A matter of desing in Soda Taxes: Tax sugar instead of volume
42 Pages Posted: 9 Oct 2018 Last revised: 18 May 2020
Date Written: September 4, 2018
Soda taxes are meant to improve public health outcomes insofar as they curb consumption of sugary beverages and thus sugar intake. This research is the first to get closer to the aim of the policy by evaluating the effect of the soda tax introduced in Berkeley in 2015, focusing on its effect on sugar consumption. I conduct this analysis on a unique dataset that merges retailer point-of-sale (POS) data with matched Nutrition Facts information for sugar content. Due to the vast range of sugar densities across beverages, this setting provides information about how a tax levied at volume, rather than sugar content, affects demand for taxable items.

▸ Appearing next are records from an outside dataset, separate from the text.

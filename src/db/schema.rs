//! Schema introspection module.
//!
//! Fixed catalog queries against `INFORMATION_SCHEMA` and the `sys` views.
//! Object names are always bound as parameters here, never interpolated.
//!
//! Lookups of objects that do not exist are not errors: listings and column
//! lookups come back empty and definition lookups return an empty string.

use crate::db::provider::{SqlExecutor, SqlStatement};
use crate::error::{DbError, DbResult};
use crate::models::{
    ColumnDescriptor, DEFAULT_SCHEMA, DatabaseInfo, DatabaseTarget, ForeignKey, IndexInfo,
    ObjectKind, PrimaryKeyColumn, ProcedureParameter, QueryParam, RoutineDescriptor, Row,
    TableDescriptor, TableDetails, TriggerDescriptor, cell_bool, cell_i64, cell_str,
};
use std::sync::Arc;
use tracing::debug;

// =============================================================================
// SQL Query Templates
// =============================================================================
//
// Table-scoped queries bind @P1 = table (or object) name and @P2 = schema.

mod queries {
    pub const LIST_TABLES: &str = r#"
        SELECT TABLE_SCHEMA AS [schema], TABLE_NAME AS name
        FROM INFORMATION_SCHEMA.TABLES
        WHERE TABLE_TYPE = 'BASE TABLE'
        ORDER BY TABLE_SCHEMA, TABLE_NAME
        "#;

    pub const LIST_VIEWS: &str = r#"
        SELECT TABLE_SCHEMA AS [schema], TABLE_NAME AS name
        FROM INFORMATION_SCHEMA.VIEWS
        ORDER BY TABLE_SCHEMA, TABLE_NAME
        "#;

    pub const LIST_VIEWS_WITH_DEFINITION: &str = r#"
        SELECT TABLE_SCHEMA AS [schema], TABLE_NAME AS name,
            OBJECT_DEFINITION(OBJECT_ID(QUOTENAME(TABLE_SCHEMA) + N'.' + QUOTENAME(TABLE_NAME))) AS definition
        FROM INFORMATION_SCHEMA.VIEWS
        ORDER BY TABLE_SCHEMA, TABLE_NAME
        "#;

    pub const LIST_PROCEDURES: &str = r#"
        SELECT ROUTINE_SCHEMA AS [schema], ROUTINE_NAME AS name
        FROM INFORMATION_SCHEMA.ROUTINES
        WHERE ROUTINE_TYPE = 'PROCEDURE'
        ORDER BY ROUTINE_SCHEMA, ROUTINE_NAME
        "#;

    pub const LIST_PROCEDURES_WITH_DEFINITION: &str = r#"
        SELECT ROUTINE_SCHEMA AS [schema], ROUTINE_NAME AS name,
            OBJECT_DEFINITION(OBJECT_ID(QUOTENAME(ROUTINE_SCHEMA) + N'.' + QUOTENAME(ROUTINE_NAME))) AS definition
        FROM INFORMATION_SCHEMA.ROUTINES
        WHERE ROUTINE_TYPE = 'PROCEDURE'
        ORDER BY ROUTINE_SCHEMA, ROUTINE_NAME
        "#;

    pub const LIST_TRIGGERS: &str = r#"
        SELECT t.name AS name,
            OBJECT_NAME(t.parent_id) AS [table],
            OBJECT_SCHEMA_NAME(t.parent_id) AS [schema],
            t.is_disabled AS is_disabled
        FROM sys.triggers t
        WHERE t.parent_class = 1
        ORDER BY OBJECT_SCHEMA_NAME(t.parent_id), t.name
        "#;

    pub const LIST_TRIGGERS_WITH_DEFINITION: &str = r#"
        SELECT t.name AS name,
            OBJECT_NAME(t.parent_id) AS [table],
            OBJECT_SCHEMA_NAME(t.parent_id) AS [schema],
            t.is_disabled AS is_disabled,
            OBJECT_DEFINITION(t.object_id) AS definition
        FROM sys.triggers t
        WHERE t.parent_class = 1
        ORDER BY OBJECT_SCHEMA_NAME(t.parent_id), t.name
        "#;

    pub const DESCRIBE_COLUMNS: &str = r#"
        SELECT COLUMN_NAME AS name,
            DATA_TYPE AS data_type,
            IS_NULLABLE AS is_nullable,
            COLUMN_DEFAULT AS default_value,
            CHARACTER_MAXIMUM_LENGTH AS max_length,
            NUMERIC_PRECISION AS numeric_precision,
            NUMERIC_SCALE AS numeric_scale,
            ORDINAL_POSITION AS ordinal_position
        FROM INFORMATION_SCHEMA.COLUMNS
        WHERE TABLE_NAME = @P1 AND TABLE_SCHEMA = @P2
        ORDER BY ORDINAL_POSITION
        "#;

    pub const PRIMARY_KEYS: &str = r#"
        SELECT kcu.COLUMN_NAME AS column_name,
            tc.CONSTRAINT_NAME AS constraint_name,
            kcu.ORDINAL_POSITION AS ordinal_position
        FROM INFORMATION_SCHEMA.TABLE_CONSTRAINTS tc
        JOIN INFORMATION_SCHEMA.KEY_COLUMN_USAGE kcu
            ON tc.CONSTRAINT_NAME = kcu.CONSTRAINT_NAME
            AND tc.TABLE_SCHEMA = kcu.TABLE_SCHEMA
            AND tc.TABLE_NAME = kcu.TABLE_NAME
        WHERE tc.CONSTRAINT_TYPE = 'PRIMARY KEY'
            AND tc.TABLE_NAME = @P1 AND tc.TABLE_SCHEMA = @P2
        ORDER BY kcu.ORDINAL_POSITION
        "#;

    pub const FOREIGN_KEYS_SELECT: &str = r#"
        SELECT fk.name AS constraint_name,
            OBJECT_SCHEMA_NAME(fk.parent_object_id) AS [schema],
            OBJECT_NAME(fk.parent_object_id) AS [table],
            pc.name AS column_name,
            OBJECT_SCHEMA_NAME(fk.referenced_object_id) AS referenced_schema,
            OBJECT_NAME(fk.referenced_object_id) AS referenced_table,
            rc.name AS referenced_column,
            fk.delete_referential_action_desc AS on_delete,
            fk.update_referential_action_desc AS on_update
        FROM sys.foreign_keys fk
        JOIN sys.foreign_key_columns fkc ON fkc.constraint_object_id = fk.object_id
        JOIN sys.columns pc
            ON pc.object_id = fkc.parent_object_id AND pc.column_id = fkc.parent_column_id
        JOIN sys.columns rc
            ON rc.object_id = fkc.referenced_object_id AND rc.column_id = fkc.referenced_column_id
        "#;

    pub const FOREIGN_KEYS_FOR_TABLE: &str =
        "WHERE fk.parent_object_id = OBJECT_ID(QUOTENAME(@P2) + N'.' + QUOTENAME(@P1))";

    pub const FOREIGN_KEYS_ORDER: &str =
        "ORDER BY [schema], [table], fk.name, fkc.constraint_column_id";

    pub const INDEXES: &str = r#"
        SELECT i.name AS index_name,
            i.type_desc AS index_type,
            i.is_unique AS is_unique,
            i.is_primary_key AS is_primary_key,
            STRING_AGG(c.name, N',') WITHIN GROUP (ORDER BY ic.key_ordinal) AS columns
        FROM sys.indexes i
        JOIN sys.index_columns ic
            ON ic.object_id = i.object_id AND ic.index_id = i.index_id AND ic.is_included_column = 0
        JOIN sys.columns c ON c.object_id = ic.object_id AND c.column_id = ic.column_id
        WHERE i.object_id = OBJECT_ID(QUOTENAME(@P2) + N'.' + QUOTENAME(@P1))
            AND i.name IS NOT NULL
        GROUP BY i.name, i.type_desc, i.is_unique, i.is_primary_key
        ORDER BY i.name
        "#;

    pub const ROW_COUNT: &str = r#"
        SELECT SUM(p.rows) AS row_count
        FROM sys.partitions p
        WHERE p.object_id = OBJECT_ID(QUOTENAME(@P2) + N'.' + QUOTENAME(@P1))
            AND p.index_id IN (0, 1)
        "#;

    pub const OBJECT_DEFINITION: &str =
        "SELECT OBJECT_DEFINITION(OBJECT_ID(QUOTENAME(@P2) + N'.' + QUOTENAME(@P1))) AS definition";

    pub const TRIGGER_DEFINITION: &str = r#"
        SELECT TOP (1) OBJECT_DEFINITION(t.object_id) AS definition
        FROM sys.triggers t
        WHERE t.name = @P1
            AND (@P2 IS NULL OR OBJECT_SCHEMA_NAME(t.parent_id) = @P2)
        ORDER BY OBJECT_SCHEMA_NAME(t.parent_id)
        "#;

    pub const PROCEDURE_PARAMETERS: &str = r#"
        SELECT PARAMETER_NAME AS name,
            DATA_TYPE AS data_type,
            PARAMETER_MODE AS mode,
            CHARACTER_MAXIMUM_LENGTH AS max_length,
            NUMERIC_PRECISION AS numeric_precision,
            NUMERIC_SCALE AS numeric_scale,
            ORDINAL_POSITION AS ordinal_position
        FROM INFORMATION_SCHEMA.PARAMETERS
        WHERE SPECIFIC_NAME = @P1 AND SPECIFIC_SCHEMA = @P2 AND ORDINAL_POSITION > 0
        ORDER BY ORDINAL_POSITION
        "#;

    pub const DATABASE_INFO: &str = r#"
        SELECT DB_NAME() AS database_name,
            @@VERSION AS version,
            CAST(SERVERPROPERTY('ProductVersion') AS NVARCHAR(128)) AS product_version,
            CAST(SERVERPROPERTY('Edition') AS NVARCHAR(128)) AS edition
        "#;
}

/// Read a column that the catalog query always selects.
fn required(row: &Row, column: &str) -> DbResult<String> {
    cell_str(row, column)
        .ok_or_else(|| DbError::internal(format!("catalog row is missing '{column}'")))
}

fn table_from_row(row: &Row) -> DbResult<TableDescriptor> {
    Ok(TableDescriptor::new(required(row, "schema")?, required(row, "name")?))
}

fn routine_from_row(row: &Row) -> DbResult<RoutineDescriptor> {
    Ok(RoutineDescriptor {
        schema: required(row, "schema")?,
        name: required(row, "name")?,
        definition: None,
    })
}

fn trigger_from_row(row: &Row) -> DbResult<TriggerDescriptor> {
    Ok(TriggerDescriptor {
        name: required(row, "name")?,
        table: required(row, "table")?,
        schema: required(row, "schema")?,
        is_disabled: cell_bool(row, "is_disabled"),
        definition: None,
    })
}

fn column_from_row(row: &Row) -> DbResult<ColumnDescriptor> {
    Ok(ColumnDescriptor {
        name: required(row, "name")?,
        data_type: required(row, "data_type")?,
        is_nullable: cell_bool(row, "is_nullable"),
        default_value: cell_str(row, "default_value"),
        max_length: cell_i64(row, "max_length"),
        numeric_precision: cell_i64(row, "numeric_precision"),
        numeric_scale: cell_i64(row, "numeric_scale"),
        ordinal_position: cell_i64(row, "ordinal_position").unwrap_or_default(),
    })
}

fn primary_key_from_row(row: &Row) -> DbResult<PrimaryKeyColumn> {
    Ok(PrimaryKeyColumn {
        column_name: required(row, "column_name")?,
        constraint_name: required(row, "constraint_name")?,
        ordinal_position: cell_i64(row, "ordinal_position").unwrap_or_default(),
    })
}

fn foreign_key_from_row(row: &Row) -> DbResult<ForeignKey> {
    Ok(ForeignKey {
        constraint_name: required(row, "constraint_name")?,
        schema: required(row, "schema")?,
        table: required(row, "table")?,
        column_name: required(row, "column_name")?,
        referenced_schema: required(row, "referenced_schema")?,
        referenced_table: required(row, "referenced_table")?,
        referenced_column: required(row, "referenced_column")?,
        on_delete: cell_str(row, "on_delete").unwrap_or_else(|| "NO_ACTION".to_string()),
        on_update: cell_str(row, "on_update").unwrap_or_else(|| "NO_ACTION".to_string()),
    })
}

fn index_from_row(row: &Row) -> DbResult<IndexInfo> {
    let columns = cell_str(row, "columns")
        .map(|s| s.split(',').map(str::to_string).collect())
        .unwrap_or_default();
    Ok(IndexInfo {
        index_name: required(row, "index_name")?,
        index_type: required(row, "index_type")?,
        is_unique: cell_bool(row, "is_unique"),
        is_primary_key: cell_bool(row, "is_primary_key"),
        columns,
    })
}

fn parameter_from_row(row: &Row) -> DbResult<ProcedureParameter> {
    let name = required(row, "name")?;
    Ok(ProcedureParameter {
        name: name.trim_start_matches('@').to_string(),
        data_type: required(row, "data_type")?,
        mode: cell_str(row, "mode").unwrap_or_else(|| "IN".to_string()),
        max_length: cell_i64(row, "max_length"),
        numeric_precision: cell_i64(row, "numeric_precision"),
        numeric_scale: cell_i64(row, "numeric_scale"),
        ordinal_position: cell_i64(row, "ordinal_position").unwrap_or_default(),
    })
}

fn schema_or_default(schema: Option<&str>) -> &str {
    match schema.map(str::trim) {
        Some(s) if !s.is_empty() => s,
        _ => DEFAULT_SCHEMA,
    }
}

/// Catalog reader shared by the schema tools and resources.
#[derive(Clone)]
pub struct SchemaIntrospector {
    executor: Arc<dyn SqlExecutor>,
}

I develop a theoretical model that accounts for how a tax such as the one in Berkeley, incentivizes consumers to substitute toward drinks with higher sugar concentration, as unitary sugar prices among taxed drinks are affected differently. I evaluate these hypotheses for Berkeley relative to comparable locations and assess the effects of soda taxes on consumption and price by volume and sugar content. I find that sugar intake fell as a response to the tax, but at a lower rate compared to volume consumption. Following the introduction of the tax, in other words, the unitary sugar price exhibited a lower impact in more concentrated sugar beverages. This indicates that the policy incentivized consumers to buy drinks with higher sugar concentrations among tax beverages and that a levy at the sugar content level would be more effective.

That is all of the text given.